Instructions for the task => Within the material below, how many lines carry the word "SessionStore"? Only that number is wanted.

Supplied information =>
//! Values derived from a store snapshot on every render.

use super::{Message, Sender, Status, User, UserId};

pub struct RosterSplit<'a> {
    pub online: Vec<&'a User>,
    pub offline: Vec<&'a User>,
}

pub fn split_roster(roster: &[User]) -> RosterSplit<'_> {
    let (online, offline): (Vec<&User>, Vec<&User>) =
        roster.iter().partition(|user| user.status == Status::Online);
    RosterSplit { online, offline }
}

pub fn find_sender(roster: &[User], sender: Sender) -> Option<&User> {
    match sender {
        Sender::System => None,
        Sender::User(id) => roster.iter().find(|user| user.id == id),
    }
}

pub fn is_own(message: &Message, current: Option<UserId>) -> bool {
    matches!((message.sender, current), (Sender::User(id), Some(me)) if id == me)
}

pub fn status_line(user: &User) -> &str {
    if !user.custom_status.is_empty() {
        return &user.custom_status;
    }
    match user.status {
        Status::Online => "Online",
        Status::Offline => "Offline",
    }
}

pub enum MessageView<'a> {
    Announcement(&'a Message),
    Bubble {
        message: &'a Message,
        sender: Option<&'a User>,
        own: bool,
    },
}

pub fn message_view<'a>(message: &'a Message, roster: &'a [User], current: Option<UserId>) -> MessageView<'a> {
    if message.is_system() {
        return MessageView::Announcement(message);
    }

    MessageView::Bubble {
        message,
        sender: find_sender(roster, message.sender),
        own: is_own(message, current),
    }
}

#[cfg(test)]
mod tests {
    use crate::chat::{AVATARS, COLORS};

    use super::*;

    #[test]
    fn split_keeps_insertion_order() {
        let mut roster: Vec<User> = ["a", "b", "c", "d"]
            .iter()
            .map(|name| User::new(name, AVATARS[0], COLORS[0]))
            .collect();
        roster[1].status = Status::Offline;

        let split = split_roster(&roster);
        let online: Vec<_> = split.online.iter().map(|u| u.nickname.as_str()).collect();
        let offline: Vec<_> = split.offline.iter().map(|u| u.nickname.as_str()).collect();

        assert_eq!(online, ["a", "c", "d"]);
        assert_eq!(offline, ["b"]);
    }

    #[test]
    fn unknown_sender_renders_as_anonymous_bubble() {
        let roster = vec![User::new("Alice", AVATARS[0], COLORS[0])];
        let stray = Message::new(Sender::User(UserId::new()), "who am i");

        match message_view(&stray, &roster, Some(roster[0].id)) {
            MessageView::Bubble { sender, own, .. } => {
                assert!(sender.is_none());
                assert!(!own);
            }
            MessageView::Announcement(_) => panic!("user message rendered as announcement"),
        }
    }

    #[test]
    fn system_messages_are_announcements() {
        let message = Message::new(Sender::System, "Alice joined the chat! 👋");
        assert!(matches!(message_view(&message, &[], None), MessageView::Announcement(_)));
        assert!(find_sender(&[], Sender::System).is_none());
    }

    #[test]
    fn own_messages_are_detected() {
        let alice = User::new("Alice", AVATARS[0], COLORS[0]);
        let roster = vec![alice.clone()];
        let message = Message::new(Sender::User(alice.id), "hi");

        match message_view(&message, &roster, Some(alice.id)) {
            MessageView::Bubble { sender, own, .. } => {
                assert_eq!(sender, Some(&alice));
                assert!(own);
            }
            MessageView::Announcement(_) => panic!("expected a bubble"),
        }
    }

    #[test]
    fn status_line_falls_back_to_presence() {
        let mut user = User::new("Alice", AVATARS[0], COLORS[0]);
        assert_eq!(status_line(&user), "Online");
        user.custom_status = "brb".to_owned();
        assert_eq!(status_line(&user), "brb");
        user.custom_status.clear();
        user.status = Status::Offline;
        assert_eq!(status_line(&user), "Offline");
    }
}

---

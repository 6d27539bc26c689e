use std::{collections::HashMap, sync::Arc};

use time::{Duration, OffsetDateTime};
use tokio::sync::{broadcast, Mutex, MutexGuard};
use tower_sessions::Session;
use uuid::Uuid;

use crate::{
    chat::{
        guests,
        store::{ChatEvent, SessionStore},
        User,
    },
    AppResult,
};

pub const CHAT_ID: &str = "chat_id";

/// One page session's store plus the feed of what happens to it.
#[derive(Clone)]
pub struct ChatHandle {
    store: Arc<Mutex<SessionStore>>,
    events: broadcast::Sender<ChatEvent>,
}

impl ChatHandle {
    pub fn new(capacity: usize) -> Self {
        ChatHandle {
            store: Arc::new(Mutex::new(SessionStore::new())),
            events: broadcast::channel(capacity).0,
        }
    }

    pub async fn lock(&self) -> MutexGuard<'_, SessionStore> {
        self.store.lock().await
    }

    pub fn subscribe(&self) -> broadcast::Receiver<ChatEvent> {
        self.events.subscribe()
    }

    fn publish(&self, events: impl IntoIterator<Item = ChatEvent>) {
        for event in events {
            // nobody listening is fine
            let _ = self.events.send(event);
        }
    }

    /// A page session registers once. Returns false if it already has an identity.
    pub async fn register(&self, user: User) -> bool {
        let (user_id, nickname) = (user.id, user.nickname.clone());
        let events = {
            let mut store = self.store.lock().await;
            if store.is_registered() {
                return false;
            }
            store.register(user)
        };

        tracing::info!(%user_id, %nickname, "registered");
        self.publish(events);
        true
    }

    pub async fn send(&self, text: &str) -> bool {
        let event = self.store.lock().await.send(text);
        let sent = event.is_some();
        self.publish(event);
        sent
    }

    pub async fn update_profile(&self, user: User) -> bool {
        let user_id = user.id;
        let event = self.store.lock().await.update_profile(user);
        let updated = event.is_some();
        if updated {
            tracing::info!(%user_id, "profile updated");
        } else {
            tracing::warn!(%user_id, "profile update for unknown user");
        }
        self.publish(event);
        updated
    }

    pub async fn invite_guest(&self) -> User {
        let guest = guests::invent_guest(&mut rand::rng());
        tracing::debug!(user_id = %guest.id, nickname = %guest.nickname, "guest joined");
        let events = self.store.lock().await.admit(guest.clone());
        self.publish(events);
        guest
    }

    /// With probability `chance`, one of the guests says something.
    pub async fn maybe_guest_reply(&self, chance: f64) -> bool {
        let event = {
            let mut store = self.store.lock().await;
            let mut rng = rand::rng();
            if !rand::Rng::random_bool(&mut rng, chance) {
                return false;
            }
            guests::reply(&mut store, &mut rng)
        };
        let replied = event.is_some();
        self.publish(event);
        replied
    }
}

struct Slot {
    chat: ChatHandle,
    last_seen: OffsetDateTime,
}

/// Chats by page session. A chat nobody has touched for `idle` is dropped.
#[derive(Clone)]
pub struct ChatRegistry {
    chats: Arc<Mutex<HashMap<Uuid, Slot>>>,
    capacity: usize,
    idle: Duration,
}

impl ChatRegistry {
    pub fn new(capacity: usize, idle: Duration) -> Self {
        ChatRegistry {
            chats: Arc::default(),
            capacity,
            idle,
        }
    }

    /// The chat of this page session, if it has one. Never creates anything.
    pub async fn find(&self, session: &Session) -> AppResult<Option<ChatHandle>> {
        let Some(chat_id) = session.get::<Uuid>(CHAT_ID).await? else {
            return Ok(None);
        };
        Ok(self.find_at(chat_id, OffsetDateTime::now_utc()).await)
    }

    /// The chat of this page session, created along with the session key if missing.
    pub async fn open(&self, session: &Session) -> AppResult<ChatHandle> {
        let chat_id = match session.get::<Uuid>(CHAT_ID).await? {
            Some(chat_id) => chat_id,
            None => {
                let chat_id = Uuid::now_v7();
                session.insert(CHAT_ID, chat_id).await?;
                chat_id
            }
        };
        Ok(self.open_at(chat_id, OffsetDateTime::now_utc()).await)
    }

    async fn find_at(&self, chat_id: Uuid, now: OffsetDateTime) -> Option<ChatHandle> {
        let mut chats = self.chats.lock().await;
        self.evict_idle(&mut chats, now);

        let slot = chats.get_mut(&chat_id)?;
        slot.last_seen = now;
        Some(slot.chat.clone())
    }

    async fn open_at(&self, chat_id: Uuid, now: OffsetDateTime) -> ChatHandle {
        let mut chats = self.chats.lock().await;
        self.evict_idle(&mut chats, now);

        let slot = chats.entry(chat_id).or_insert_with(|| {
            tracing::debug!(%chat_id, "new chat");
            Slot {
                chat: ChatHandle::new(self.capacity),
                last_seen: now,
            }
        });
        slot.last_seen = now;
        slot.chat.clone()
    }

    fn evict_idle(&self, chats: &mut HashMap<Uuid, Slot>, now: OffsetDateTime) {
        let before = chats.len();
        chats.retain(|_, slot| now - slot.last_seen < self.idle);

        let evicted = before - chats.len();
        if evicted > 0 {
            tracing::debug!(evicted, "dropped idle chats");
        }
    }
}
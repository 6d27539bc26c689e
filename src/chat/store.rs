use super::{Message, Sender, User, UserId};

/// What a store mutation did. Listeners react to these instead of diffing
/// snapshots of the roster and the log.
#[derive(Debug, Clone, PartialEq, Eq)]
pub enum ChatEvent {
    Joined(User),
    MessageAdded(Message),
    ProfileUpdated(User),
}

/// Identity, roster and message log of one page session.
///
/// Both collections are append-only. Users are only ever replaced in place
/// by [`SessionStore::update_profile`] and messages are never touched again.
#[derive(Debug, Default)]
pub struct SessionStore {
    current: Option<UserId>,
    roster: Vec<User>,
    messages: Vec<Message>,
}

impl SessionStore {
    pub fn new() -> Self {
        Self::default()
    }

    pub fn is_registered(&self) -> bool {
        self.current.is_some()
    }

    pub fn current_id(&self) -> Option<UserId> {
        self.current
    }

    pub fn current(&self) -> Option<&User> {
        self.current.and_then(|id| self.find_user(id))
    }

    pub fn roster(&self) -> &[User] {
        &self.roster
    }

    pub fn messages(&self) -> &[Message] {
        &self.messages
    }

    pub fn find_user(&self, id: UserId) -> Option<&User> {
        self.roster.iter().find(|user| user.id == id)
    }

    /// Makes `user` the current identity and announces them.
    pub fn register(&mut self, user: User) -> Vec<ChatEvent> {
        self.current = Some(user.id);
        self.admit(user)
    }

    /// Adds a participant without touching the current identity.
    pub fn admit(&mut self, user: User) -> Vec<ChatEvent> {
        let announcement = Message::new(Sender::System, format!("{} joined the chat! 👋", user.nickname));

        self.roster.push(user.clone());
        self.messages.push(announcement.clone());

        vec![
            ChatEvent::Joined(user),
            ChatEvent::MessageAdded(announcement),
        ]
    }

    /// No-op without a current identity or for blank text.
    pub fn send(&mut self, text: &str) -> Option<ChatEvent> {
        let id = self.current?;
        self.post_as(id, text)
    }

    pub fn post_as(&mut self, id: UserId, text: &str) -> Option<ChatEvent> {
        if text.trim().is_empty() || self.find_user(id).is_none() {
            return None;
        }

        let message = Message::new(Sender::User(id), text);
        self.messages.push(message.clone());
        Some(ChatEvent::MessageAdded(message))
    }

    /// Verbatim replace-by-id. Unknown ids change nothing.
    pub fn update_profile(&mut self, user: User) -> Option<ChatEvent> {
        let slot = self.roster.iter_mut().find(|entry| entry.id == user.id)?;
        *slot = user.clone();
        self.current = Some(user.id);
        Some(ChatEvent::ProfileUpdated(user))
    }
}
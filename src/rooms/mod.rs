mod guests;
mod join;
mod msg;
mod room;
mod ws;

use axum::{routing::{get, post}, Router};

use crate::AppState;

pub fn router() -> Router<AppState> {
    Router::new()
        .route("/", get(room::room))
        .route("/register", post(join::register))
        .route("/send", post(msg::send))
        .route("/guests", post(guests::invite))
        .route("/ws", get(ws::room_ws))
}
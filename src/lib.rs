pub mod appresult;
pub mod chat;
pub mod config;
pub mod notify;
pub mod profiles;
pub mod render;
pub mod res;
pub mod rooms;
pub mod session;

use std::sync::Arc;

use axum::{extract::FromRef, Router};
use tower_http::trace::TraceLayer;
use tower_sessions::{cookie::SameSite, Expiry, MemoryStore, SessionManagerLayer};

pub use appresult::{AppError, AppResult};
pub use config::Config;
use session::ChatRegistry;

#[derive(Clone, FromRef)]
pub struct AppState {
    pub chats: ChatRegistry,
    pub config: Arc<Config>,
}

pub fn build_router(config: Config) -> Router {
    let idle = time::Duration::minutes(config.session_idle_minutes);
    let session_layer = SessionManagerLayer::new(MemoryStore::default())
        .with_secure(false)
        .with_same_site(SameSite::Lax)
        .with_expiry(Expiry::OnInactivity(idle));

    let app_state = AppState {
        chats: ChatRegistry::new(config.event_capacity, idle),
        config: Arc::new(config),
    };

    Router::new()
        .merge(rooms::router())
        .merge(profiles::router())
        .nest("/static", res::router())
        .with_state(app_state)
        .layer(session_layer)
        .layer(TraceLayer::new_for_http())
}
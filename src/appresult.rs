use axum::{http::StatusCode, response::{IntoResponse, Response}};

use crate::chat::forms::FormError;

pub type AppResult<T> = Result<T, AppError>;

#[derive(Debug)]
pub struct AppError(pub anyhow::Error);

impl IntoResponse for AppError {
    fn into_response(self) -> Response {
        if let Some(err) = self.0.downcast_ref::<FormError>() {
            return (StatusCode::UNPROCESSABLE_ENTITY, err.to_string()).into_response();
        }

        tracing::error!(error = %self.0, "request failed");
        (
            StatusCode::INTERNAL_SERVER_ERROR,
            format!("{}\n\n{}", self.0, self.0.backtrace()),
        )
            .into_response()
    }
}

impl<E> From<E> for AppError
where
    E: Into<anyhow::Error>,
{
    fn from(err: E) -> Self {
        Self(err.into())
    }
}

Answer to this exercise => 7